Josh Day Reflects On 2016, His Most Challenging Year Yet In Motorcycle Road Racing
Orlando, FL - January 3, 2017 – For motorcycle road racer Josh Day, 2016 was a year that he will remember for the rest of his life. Josh’s situation evolved from life-threatening, to life-saving, to life-altering, and now, as 2017 begins, the quiet, ever-likeable Floridian’s current situation can best be described as life-affirming.
A certain degree of risk and danger are inherent in the sport of motorcycle road racing, and every rider, every crew chief and team member, every family member, everyone directly involved in the sport, and virtually every fan know full-well of the perils.
It’s the cumulative effects of those perils that can sometimes forever change one’s destiny.
For Josh Day, his unfortunate crash in the first round of the 2016 MotoAmerica Championship at the Circuit of The Americas in Austin, TX, set about a chain of events that he didn’t realize, let alone fully grasp, until months later.
“That crash at COTA essentially contributed to the crash I had at Road Atlanta, and to the crash I had at Road America, which ended my season,” Josh said. “After the Road America incident and the brain injury I suffered there, my treatment and rehab revealed that the concussion I sustained at COTA was exacerbated by the second concussion I suffered at Road Atlanta, and what happened at Road America was basically ‘three strikes’ for me, to put it in baseball terms. And I was out, not only out as in knocked unconscious, but out of the sport of racing motorcycles.”

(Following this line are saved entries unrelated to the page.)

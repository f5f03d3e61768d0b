//! Expansion of `#[derive(Describe)]`.

use proc_macro2::TokenStream;
use quote::quote;
use syn::{
    ext::IdentExt, meta::ParseNestedMeta, spanned::Spanned, Attribute, Data, DeriveInput, Expr,
    ExprLit, Field, Fields, Lit, LitStr, Meta, Token,
};

/// Parsed field annotations
#[derive(Debug, Default)]
struct FieldAttrs {
    description: Option<String>,
    rename: Option<String>,
    required: bool,
    skip: bool,
}

pub fn derive_describe_impl(input: &DeriveInput) -> syn::Result<TokenStream> {
    let ident = &input.ident;

    if !input.generics.params.is_empty() {
        return Err(syn::Error::new(
            input.generics.span(),
            "Describe cannot be derived for generic types",
        ));
    }

    let fields = match &input.data {
        Data::Struct(data) => match &data.fields {
            Fields::Named(named) => &named.named,
            _ => {
                return Err(syn::Error::new(
                    ident.span(),
                    "Describe requires a struct with named fields",
                ))
            }
        },
        _ => {
            return Err(syn::Error::new(
                ident.span(),
                "Describe can only be derived for structs",
            ))
        }
    };

    let name_expr = match struct_name_override(&input.attrs)? {
        Some(name) => quote! { ::std::string::String::from(#name) },
        None => {
            let ident_str = ident.unraw().to_string();
            quote! { ::std::format!("{}::{}", ::std::module_path!(), #ident_str) }
        }
    };

    let mut specs = Vec::new();
    for field in fields {
        if let Some(spec) = field_spec(field)? {
            specs.push(spec);
        }
    }

    Ok(quote! {
        impl ::autodoc_core::FieldType for #ident {
            fn type_name() -> ::std::string::String {
                #name_expr
            }

            fn shape_ref() -> ::std::option::Option<::std::string::String> {
                ::std::option::Option::Some(<Self as ::autodoc_core::FieldType>::type_name())
            }
        }

        impl ::autodoc_core::Describe for #ident {
            fn shape() -> ::autodoc_core::Result<::autodoc_core::ShapeDescriptor> {
                ::autodoc_core::ShapeBuilder::new(<Self as ::autodoc_core::FieldType>::type_name())
                    #(.field(#specs))*
                    .build()
            }
        }
    })
}

fn struct_name_override(attrs: &[Attribute]) -> syn::Result<Option<String>> {
    let mut name = None;
    for attr in attrs.iter().filter(|a| a.path().is_ident("describe")) {
        attr.parse_nested_meta(|meta| {
            if meta.path.is_ident("name") {
                let value: LitStr = meta.value()?.parse()?;
                name = Some(value.value());
                Ok(())
            } else {
                Err(meta.error("unknown describe attribute, expected `name`"))
            }
        })?;
    }
    Ok(name)
}

/// `FieldSpec` construction for one field, `None` if it is skipped
fn field_spec(field: &Field) -> syn::Result<Option<TokenStream>> {
    let attrs = parse_field_attrs(&field.attrs)?;
    if attrs.skip {
        return Ok(None);
    }

    let ident = field
        .ident
        .as_ref()
        .ok_or_else(|| syn::Error::new(field.span(), "expected a named field"))?;
    let raw_name = ident.unraw().to_string();
    let ty = &field.ty;

    let mut spec = quote! { ::autodoc_core::FieldSpec::of::<#ty>(#raw_name) };
    if let Some(rename) = &attrs.rename {
        spec = quote! { #spec.external_name(#rename) };
    }
    if let Some(description) = &attrs.description {
        spec = quote! { #spec.description(#description) };
    }
    if attrs.required {
        spec = quote! { #spec.required(true) };
    }
    Ok(Some(spec))
}

fn parse_field_attrs(attrs: &[Attribute]) -> syn::Result<FieldAttrs> {
    let mut parsed = FieldAttrs::default();
    let mut serde_rename = None;
    let mut doc_lines = Vec::new();

    for attr in attrs {
        if attr.path().is_ident("describe") {
            attr.parse_nested_meta(|meta| {
                if meta.path.is_ident("description") {
                    let value: LitStr = meta.value()?.parse()?;
                    parsed.description = Some(value.value());
                } else if meta.path.is_ident("rename") {
                    let value: LitStr = meta.value()?.parse()?;
                    parsed.rename = Some(value.value());
                } else if meta.path.is_ident("required") {
                    parsed.required = true;
                } else if meta.path.is_ident("skip") {
                    parsed.skip = true;
                } else {
                    return Err(meta.error(
                        "unknown describe attribute, expected `description`, `rename`, `required` or `skip`",
                    ));
                }
                Ok(())
            })?;
        } else if attr.path().is_ident("serde") {
            attr.parse_nested_meta(|meta| {
                if meta.path.is_ident("rename") && meta.input.peek(Token![=]) {
                    let value: LitStr = meta.value()?.parse()?;
                    serde_rename = Some(value.value());
                    Ok(())
                } else if meta.path.is_ident("rename") {
                    meta.parse_nested_meta(|inner| {
                        if inner.path.is_ident("serialize") {
                            let value: LitStr = inner.value()?.parse()?;
                            serde_rename = Some(value.value());
                            Ok(())
                        } else {
                            skip_meta(&inner)
                        }
                    })
                } else if meta.path.is_ident("skip") || meta.path.is_ident("skip_serializing") {
                    parsed.skip = true;
                    Ok(())
                } else {
                    skip_meta(&meta)
                }
            })?;
        } else if attr.path().is_ident("doc") {
            if let Meta::NameValue(nv) = &attr.meta {
                if let Expr::Lit(ExprLit {
                    lit: Lit::Str(s), ..
                }) = &nv.value
                {
                    let line = s.value().trim().to_string();
                    if !line.is_empty() {
                        doc_lines.push(line);
                    }
                }
            }
        }
    }

    if parsed.rename.is_none() {
        parsed.rename = serde_rename;
    }
    if parsed.description.is_none() && !doc_lines.is_empty() {
        parsed.description = Some(doc_lines.join(" "));
    }
    Ok(parsed)
}

/// Consume a serde option this macro does not care about
fn skip_meta(meta: &ParseNestedMeta<'_>) -> syn::Result<()> {
    if meta.input.peek(Token![=]) {
        meta.value()?.parse::<Expr>()?;
    } else if meta.input.peek(syn::token::Paren) {
        let content;
        syn::parenthesized!(content in meta.input);
        content.parse::<TokenStream>()?;
    }
    Ok(())
}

Together with his wife Lauren, Josh came to the conclusion that his career as a road racer is officially over. “I’m not going to say ‘retired’ because road racers hate that word, especially when they’re only 27 years old like I am,” commented Josh. “‘Retired’ is for people over the age of 65, and I’ve got almost 40 years left in me before I reach that point! So, I’m just going to say that I will no longer be racing a motorcycle professionally. But that doesn’t mean that I am walking away from the paddock.
“Racing a motorcycle has been a dream profession for me, and I have so many people to thank for helping me along the way. I’m so grateful to my family, my friends, and all the fans for believing in me. I’ve met so many fantastic people all over the world, been to countries that I never even imagined I’d visit, and shared success with a lot of great people who I will never forget. I’m very blessed to have the racing career I did.”
When asked what’s next on the horizon for Josh, he said, “I want to remain in the MotoAmerica paddock, either as a rider coach, or a member of a crew or race team, but I’m really motivated to offer my assistance to one particular aspect of the sport, and it’s an underserved area.”
And that aspect is the life-affirming part for Josh.
“I learned a lot about head trauma, concussions, and even CTE (Chronic Traumatic Encephalopathy) during the second half of the 2016 season, after my crash at Road America. Concussion assessment and protocols are obviously hot topics these days in most of the stick-and-ball sports, but it’s an underserved area in motorcycle racing, not only here in the U.S., but around the world. I’d like to be an advocate for baseline testing of riders so that a formal concussion protocol could become a required safety procedure in motorcycle road racing.
Josh explained, “I attended the final round of the MotoAmerica season at New Jersey Motorsports, and it was great to be in the paddock again. But, one of my primary goals was to speak with MotoAmerica officials about what I experienced and to help develop a policy for possibly preventing, or at least mitigating, what happened to me from happening to other riders in the future. My discussion with MotoAmerica was encouraging, and we continued that discussion again in October during the AIMExpo, which I attended in order to keep the dialogue going.”